Authors include: Juno Dawson, Kerry Hudson, Sabrina Mahfouz, Nick Makoha , Monique Roffey and me!
I hope to see some of you there.
#BritLitBerlin 2018 – in Bernardine Evaristo’s words…
“The 2018 seminar will be an exploration of some of the ways in which British writers are exploring gender and sexuality in the twenty-first century. We will look at the current conversations around gender identity that have been gaining ground in the mainstream recently, including the challenge to the social construction of gender binaries. As the spectrum and categories of transgender identities and LGBTQ+ sexualities continue to revolutionise how we define ourselves as humans, we will examine how this is being played out in literature. At the same time feminism has recently enjoyed a rebirth and gone mainstream. The post-feminist era is over and young women, in particular, are taking ownership of Fourth Wave Feminism, a shift as individualised as each proponent. We will ask how this is being addressed by writers of fiction and poetry, whose work appears to subscribe to a range of feminist ideas or ideals. We will ask how we can create literature that is complex and nuanced, while also being consciously political. As notions of masculinity and femininity are called into question, subverted, rejected and expanded, we will examine the decisions we make that informs our literature in this regard. Who and what do we write about? What fictional characters do we create, and why? What are the self-imposed limits that determine whether or how we write across gender and sexuality. And what are our responsibilities as writers when addressing these issues. Finally, what are the expectations imposed upon us by the reading public and the publishing industry to write from a perspective that correlates to our (cis) gender? (Bernardine Evaristo)”
I will teaching at the British Council in Kuala Lumpur on December 2nd and 3rd. If you are town it would be wonderful if you could come or if you know any writers in KL please let them know. (I’ll also be doing some events… more on that later.)
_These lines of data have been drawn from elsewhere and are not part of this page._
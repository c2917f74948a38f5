//! Packaging pipeline orchestration.
//!
//! This module runs the stages in order (stage, set version, compile,
//! relocate) and stops at the first failure. Partially staged files are left
//! in the working directory.

use crate::compiler::{CommandExecutor, InstallerCompiler};
use crate::config::PackagerConfig;
use crate::definition::inject_version;
use crate::error::Result;
use crate::manifest::Manifest;
use crate::output::write_line;
use crate::relocator::relocate;
use crate::stager::{DEFINITION_FILE, Stager};
use camino::{Utf8Path, Utf8PathBuf};
use std::io::Write;

/// Context for a packaging run.
pub struct PipelineContext<'a> {
    /// Version string injected into the definition file.
    pub version: &'a str,
    /// Installation directory holding `bin/`.
    pub install_dir: &'a Utf8Path,
    /// Staging directory, also the compiler's working directory.
    pub work_dir: &'a Utf8Path,
    /// Files to take from `<install_dir>/bin`.
    pub manifest: &'a Manifest,
    /// Resolved configuration.
    pub config: &'a PackagerConfig,
    /// Report each step and echo compiler output.
    pub verbose: bool,
}

impl PipelineContext<'_> {
    /// Path of the definition file once staged.
    #[must_use]
    pub fn staged_definition(&self) -> Utf8PathBuf {
        self.work_dir.join(DEFINITION_FILE)
    }

    fn progress(&self, stderr: &mut dyn Write, message: impl std::fmt::Display) {
        if self.verbose {
            write_line(stderr, message);
        }
    }
}

/// Copies the manifest, the fixed assets and the README into the working
/// directory, returning the staged definition file.
///
/// # Errors
///
/// Returns an error if any source is missing or a copy fails.
pub fn stage_inputs(context: &PipelineContext<'_>, stderr: &mut dyn Write) -> Result<Utf8PathBuf> {
    let stager = Stager::new(context.work_dir.to_owned(), context.verbose);

    context.progress(
        stderr,
        format!(
            "Staging {} file(s) from {} to {}...",
            context.manifest.len(),
            context.install_dir.join("bin"),
            context.work_dir
        ),
    );
    stager.stage_manifest(context.install_dir, context.manifest, stderr)?;
    stager.stage_assets(&context.config.resources, stderr)?;
    stager.write_readme()?;

    Ok(context.staged_definition())
}

/// Writes the version into the staged definition file.
///
/// # Errors
///
/// Returns an error if the version marker is absent.
pub fn set_version(
    context: &PipelineContext<'_>,
    definition: &Utf8Path,
    stderr: &mut dyn Write,
) -> Result<()> {
    context.progress(
        stderr,
        format!("Setting version {} in {definition}...", context.version),
    );
    inject_version(definition, &context.config.version_marker, context.version)
}

/// Runs the installer compiler on the staged definition file.
///
/// # Errors
///
/// Returns an error if the compiler cannot run or fails.
pub fn compile_installer(
    context: &PipelineContext<'_>,
    executor: &dyn CommandExecutor,
    definition: &Utf8Path,
    stderr: &mut dyn Write,
) -> Result<()> {
    let compiler = InstallerCompiler::new(context.config.makensis.as_str(), executor, context.verbose);
    context.progress(stderr, format!("Compiling installer with {}...", compiler.program()));
    compiler.compile(definition, stderr)?;
    Ok(())
}

/// Runs every stage and returns the relocated installer path.
///
/// # Errors
///
/// Returns the first stage failure.
pub fn run_pipeline(
    context: &PipelineContext<'_>,
    executor: &dyn CommandExecutor,
    stderr: &mut dyn Write,
) -> Result<Utf8PathBuf> {
    let definition = stage_inputs(context, stderr)?;
    set_version(context, &definition, stderr)?;
    compile_installer(context, executor, &definition, stderr)?;

    context.progress(stderr, "Relocating installer...");
    relocate(context.install_dir, context.work_dir, &definition)
}

#[cfg(test)]
#[path = "pipeline_tests.rs"]
mod tests;
//! Error types for the BLAST Windows packager.
//!
//! Every stage of the packaging pipeline is fail-fast: nothing is retried and
//! nothing is rolled back, so each variant carries enough context to point at
//! the file or tool that stopped the run.

use camino::Utf8PathBuf;
use thiserror::Error;

/// Errors that can occur while assembling the installer.
#[derive(Debug, Error)]
pub enum PackagerError {
    /// A manifest entry is absent from the installation's `bin` directory.
    #[error("required binary {name} not found at {path}")]
    MissingBinary {
        /// Manifest entry that could not be found.
        name: String,
        /// Path where the binary was expected.
        path: Utf8PathBuf,
    },

    /// A fixed packaging asset (definition file, licence, icon...) is absent.
    #[error("required packaging asset not found at {path}")]
    MissingAsset {
        /// Path where the asset was expected.
        path: Utf8PathBuf,
    },

    /// The same file name appears twice in a manifest.
    #[error("manifest lists {name} more than once")]
    DuplicateManifestEntry {
        /// The repeated file name.
        name: String,
    },

    /// Copying a file into the staging area or the installer directory failed.
    #[error("failed to copy {from} to {to}")]
    CopyFailed {
        /// Source of the copy.
        from: Utf8PathBuf,
        /// Destination of the copy.
        to: Utf8PathBuf,
        /// The underlying I/O failure.
        #[source]
        source: std::io::Error,
    },

    /// A copy's source and destination resolve to the same file.
    #[error("refusing to copy {path} onto itself")]
    SameFile {
        /// The file that would have been truncated.
        path: Utf8PathBuf,
    },

    /// The installer definition file lacks a line the packager depends on.
    #[error("invalid installer definition {path}: {reason}")]
    ConfigFormat {
        /// Path to the definition file.
        path: Utf8PathBuf,
        /// Which marker was missing or malformed.
        reason: String,
    },

    /// The installer compiler could not be run or reported failure.
    #[error("{tool} failed: {reason}")]
    BuildTool {
        /// The compiler executable that was invoked.
        tool: String,
        /// Description of the failure, including compiler stderr when present.
        reason: String,
    },

    /// The compiler exited successfully but the declared installer is absent.
    #[error("installer {path} was not produced by the compiler")]
    MissingArtifact {
        /// Path where the compiled installer was expected.
        path: Utf8PathBuf,
    },

    /// The packager configuration file could not be read or parsed.
    #[error("invalid packager configuration {path}: {reason}")]
    InvalidConfig {
        /// Path to the configuration file.
        path: Utf8PathBuf,
        /// Description of the parse or read error.
        reason: String,
    },

    /// An environment variable holds a value the packager cannot use.
    #[error("invalid value for {name}: {reason}")]
    InvalidEnv {
        /// Name of the environment variable.
        name: &'static str,
        /// Description of the problem.
        reason: String,
    },

    /// A path supplied by the environment is not valid UTF-8.
    #[error("{what} is not valid UTF-8: {path}")]
    NonUtf8Path {
        /// Which path was being resolved.
        what: &'static str,
        /// Lossy rendering of the offending path.
        path: String,
    },

    /// An I/O operation failed.
    #[error("I/O error: {0}")]
    Io(#[from] std::io::Error),

    /// Test stub received an unexpected or mismatched command invocation.
    #[cfg(any(test, feature = "test-support"))]
    #[error("stub mismatch: {message}")]
    StubMismatch {
        /// Description of what was expected versus what was received.
        message: String,
    },
}

/// Result type alias using [`PackagerError`].
pub type Result<T> = std::result::Result<T, PackagerError>;
//! Tests for pipeline orchestration.

use super::*;
use crate::error::PackagerError;
use crate::stager::{README_FILE, RELEASE_NOTES_URL, USER_MANUAL_URL};
use crate::test_utils::{ExpectedCall, PackagingTree, StubExecutor, failure_output};
use rstest::{fixture, rstest};
use std::fs;

const INSTALLER: &str = "blast-2.15.0-win64.exe";

#[fixture]
fn tree() -> PackagingTree {
    PackagingTree::new(&Manifest::blast(), INSTALLER).expect("create packaging tree")
}

fn context<'a>(
    tree: &'a PackagingTree,
    manifest: &'a Manifest,
    config: &'a PackagerConfig,
    verbose: bool,
) -> PipelineContext<'a> {
    PipelineContext {
        version: "2.15.0",
        install_dir: &tree.install_dir,
        work_dir: &tree.work_dir,
        manifest,
        config,
        verbose,
    }
}

#[rstest]
fn run_pipeline_produces_relocated_installer(tree: PackagingTree) {
    let manifest = Manifest::blast();
    let config = tree.config("makensis");
    let executor = StubExecutor::new(vec![ExpectedCall::compiles(
        "makensis",
        "ncbi-blast.nsi",
        INSTALLER,
    )]);
    let mut stderr = Vec::new();

    let installer = run_pipeline(&context(&tree, &manifest, &config, false), &executor, &mut stderr)
        .expect("pipeline should succeed");

    executor.assert_finished();
    assert_eq!(installer, tree.install_dir.join("installer").join(INSTALLER));
    assert!(installer.is_file());
    for name in manifest.iter() {
        assert!(tree.work_dir.join(name).is_file(), "{name} not staged");
    }

    let definition = fs::read_to_string(tree.work_dir.join("ncbi-blast.nsi")).expect("read");
    assert!(definition.contains("!define PRODUCT_VERSION \"2.15.0\"\n"));
    let source = fs::read_to_string(tree.resource_dir.join("ncbi-blast.nsi")).expect("read");
    assert!(source.contains("\"BLAST_VERSION\""), "source definition was modified");

    let readme = fs::read_to_string(tree.work_dir.join(README_FILE)).expect("read readme");
    let lines: Vec<&str> = readme.lines().collect();
    assert_eq!(lines.len(), 2);
    assert!(lines[0].contains(USER_MANUAL_URL));
    assert!(lines[1].contains(RELEASE_NOTES_URL));
    assert!(stderr.is_empty());
}

#[rstest]
fn missing_binary_stops_before_compiling(tree: PackagingTree) {
    tree.remove_binary("deltablast.exe").expect("remove binary");
    let manifest = Manifest::blast();
    let config = tree.config("makensis");
    let executor = StubExecutor::new(Vec::new());
    let mut stderr = Vec::new();

    let err = run_pipeline(&context(&tree, &manifest, &config, false), &executor, &mut stderr)
        .expect_err("missing binary should fail");

    assert!(matches!(err, PackagerError::MissingBinary { ref name, .. } if name == "deltablast.exe"));
    assert!(!tree.work_dir.join("ncbi-blast.nsi").exists());
    assert!(!tree.install_dir.join("installer").exists());
}

#[rstest]
fn compiler_failure_skips_relocation(tree: PackagingTree) {
    let manifest = Manifest::blast();
    let config = tree.config("makensis");
    let executor = StubExecutor::new(vec![ExpectedCall {
        program: "makensis",
        args: vec!["ncbi-blast.nsi"],
        produces: None,
        result: Ok(failure_output("Error in script on line 12")),
    }]);
    let mut stderr = Vec::new();

    let err = run_pipeline(&context(&tree, &manifest, &config, false), &executor, &mut stderr)
        .expect_err("build failure should propagate");

    executor.assert_finished();
    assert!(matches!(err, PackagerError::BuildTool { ref reason, .. } if reason.contains("line 12")));
    assert!(!tree.install_dir.join("installer").exists());
}

#[rstest]
fn missing_artifact_after_successful_build(tree: PackagingTree) {
    let manifest = Manifest::blast();
    let config = tree.config("makensis");
    let executor = StubExecutor::new(vec![ExpectedCall {
        program: "makensis",
        args: vec!["ncbi-blast.nsi"],
        produces: Some("some-other-name.exe"),
        result: Ok(crate::test_utils::success_output()),
    }]);
    let mut stderr = Vec::new();

    let err = run_pipeline(&context(&tree, &manifest, &config, false), &executor, &mut stderr)
        .expect_err("undeclared artifact should fail");

    assert!(matches!(err, PackagerError::MissingArtifact { ref path } if path.file_name() == Some(INSTALLER)));
    assert!(tree.install_dir.join("installer").is_dir());
}

#[rstest]
fn missing_version_marker_stops_before_compiling(tree: PackagingTree) {
    let manifest = Manifest::blast();
    let mut config = tree.config("makensis");
    config.version_marker = "!define NOT_PRESENT".to_owned();
    let executor = StubExecutor::new(Vec::new());
    let mut stderr = Vec::new();

    let err = run_pipeline(&context(&tree, &manifest, &config, false), &executor, &mut stderr)
        .expect_err("absent marker should fail");

    assert!(matches!(err, PackagerError::ConfigFormat { .. }));
}

#[rstest]
fn verbose_run_reports_each_stage(tree: PackagingTree) {
    let manifest = Manifest::new(["blastn.exe"]).expect("manifest");
    let config = tree.config("makensis");
    let executor = StubExecutor::new(vec![ExpectedCall::compiles(
        "makensis",
        "ncbi-blast.nsi",
        INSTALLER,
    )]);
    let mut stderr = Vec::new();

    run_pipeline(&context(&tree, &manifest, &config, true), &executor, &mut stderr)
        .expect("pipeline should succeed");

    let output = String::from_utf8(stderr).expect("utf8");
    assert!(output.contains("Staging 1 file(s)"));
    assert!(output.contains("Copying"));
    assert!(output.contains("Setting version 2.15.0"));
    assert!(output.contains("Compiling installer with makensis"));
    assert!(output.contains("Relocating installer"));
}

#[rstest]
fn stage_inputs_returns_staged_definition(tree: PackagingTree) {
    let manifest = Manifest::blast();
    let config = tree.config("makensis");
    let ctx = context(&tree, &manifest, &config, false);
    let mut stderr = Vec::new();

    let definition = stage_inputs(&ctx, &mut stderr).expect("staging should succeed");

    assert_eq!(definition, ctx.staged_definition());
    for asset in ["LICENSE", "BLAST_PRIVACY", "EnvVarUpdate.nsh", "ncbilogo.ico"] {
        assert!(tree.work_dir.join(asset).is_file(), "{asset} not staged");
    }
}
Thanks to Sharon Baker for organising it, and Grey Yeoh and British Council Malaysia for their generous support. Thanks also to the Arts Council of Northern Ireland and Culture Ireland for helping my travel around the region.
The class on December 2 ‘Short Sharp Shock’ is for 15-19 year olds. On December I teach my ‘That Killer First Page’ workshop that has already sold out in Bali and Mebourne so grab your tickets quick. Here’s more on that class…
That Killer First Page
“Northern Irish author Paul McVeigh leads this fiction workshop aimed at writers who are writing short fiction and looking to improve their craft.
You’ll find out what competition judges and journal editors look for in a short story and how to avoid the rejection pile. In a form where every word counts, get tips on where to start your story and how to keep the reader glued to the page. You’ll also look at submission opportunities; how to find them and where you should be sending your stories.
How to get the attention of competition judges and editors
Writing fiction with emotional impact
Writing that killer first page
How to edit your story
Where to send your work
Reviews for Paul’s writing:
“A work of genius.” Pulitzer Prize-winning short story writer Robert Olen Butler.
“A wildly impotent new talent.” Laura van den Berg.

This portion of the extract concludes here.